//! Error types for BMX parsing and serialization.
//!
//! Every failure surfaces as a distinct [`Error`] variant so callers can
//! branch on cause instead of matching on message text. Parse errors carry
//! the 1-based line and column of the offending input plus a rendered
//! excerpt (see [`crate::diag`]) that points a caret at the problem.
//!
//! ## Examples
//!
//! ```rust
//! use bmx::Error;
//!
//! let err = bmx::from_str("[ a\n").unwrap_err();
//! assert!(matches!(err, Error::UnterminatedHeader { line: 1, .. }));
//! // Display output embeds the excerpt with the caret
//! assert!(err.to_string().contains("|1 |[ a"));
//! ```

use crate::diag;
use thiserror::Error;

/// Represents all possible errors that can occur while parsing, querying, or
/// serializing BMX documents.
///
/// Syntax variants include contextual information to aid debugging.
#[derive(Debug, Clone, Error)]
pub enum Error {
    /// IO error during reading or writing
    #[error("IO error: {0}")]
    Io(String),

    /// A block header line has no closing bracket
    #[error("Syntax error at line {line}, column {col}:\n{context}\nblock header's bracket is never closed")]
    UnterminatedHeader {
        line: usize,
        col: usize,
        context: String,
    },

    /// A block header holds nothing but spaces between its brackets
    #[error("Syntax error at line {line}, column {col}:\n{context}\nblock header has an empty name")]
    EmptyHeaderName {
        line: usize,
        col: usize,
        context: String,
    },

    /// A block header repeats a name that an earlier block already used
    #[error("Syntax error at line {line}, column {col}:\n{context}\nblock name \"{name}\" already exists")]
    DuplicateBlockName {
        name: String,
        line: usize,
        col: usize,
        context: String,
    },

    /// Lookup or removal of a name the document does not hold
    #[error("block \"{0}\" does not exist")]
    BlockNotFound(String),

    /// Serialization of a document with no blocks
    #[error("document contains no blocks")]
    EmptyDocument,
}

impl Error {
    /// Creates an I/O error for read/write failures.
    pub fn io(msg: &str) -> Self {
        Error::Io(msg.to_string())
    }

    /// Returns the 1-based `(line, column)` of a syntax error, or `None` for
    /// errors that have no position in the input.
    ///
    /// # Examples
    ///
    /// ```rust
    /// let err = bmx::from_str("junk\n[ \n").unwrap_err();
    /// assert_eq!(err.location(), Some((2, 2)));
    /// ```
    #[must_use]
    pub fn location(&self) -> Option<(usize, usize)> {
        match self {
            Error::UnterminatedHeader { line, col, .. }
            | Error::EmptyHeaderName { line, col, .. }
            | Error::DuplicateBlockName { line, col, .. } => Some((*line, *col)),
            _ => None,
        }
    }

    pub(crate) fn unterminated_header(line: usize, source_line: &str) -> Self {
        let col = source_line.chars().count();
        Error::UnterminatedHeader {
            line,
            col,
            context: diag::excerpt(source_line, line, col),
        }
    }

    pub(crate) fn empty_header_name(line: usize, source_line: &str) -> Self {
        let col = source_line.chars().count();
        Error::EmptyHeaderName {
            line,
            col,
            context: diag::excerpt(source_line, line, col),
        }
    }

    pub(crate) fn duplicate_block_name(
        name: &str,
        line: usize,
        col: usize,
        source_line: &str,
    ) -> Self {
        Error::DuplicateBlockName {
            name: name.to_string(),
            line,
            col,
            context: diag::excerpt(source_line, line, col),
        }
    }
}

pub type Result<T> = std::result::Result<T, Error>;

» What you need to do:
Look through the entries for the string "based". Every line that has it belongs in the answer.

» Expected output:
//! the 1-based line and column of the offending input plus a rendered
    /// Returns the 1-based `(line, column)` of a syntax error, or `None` for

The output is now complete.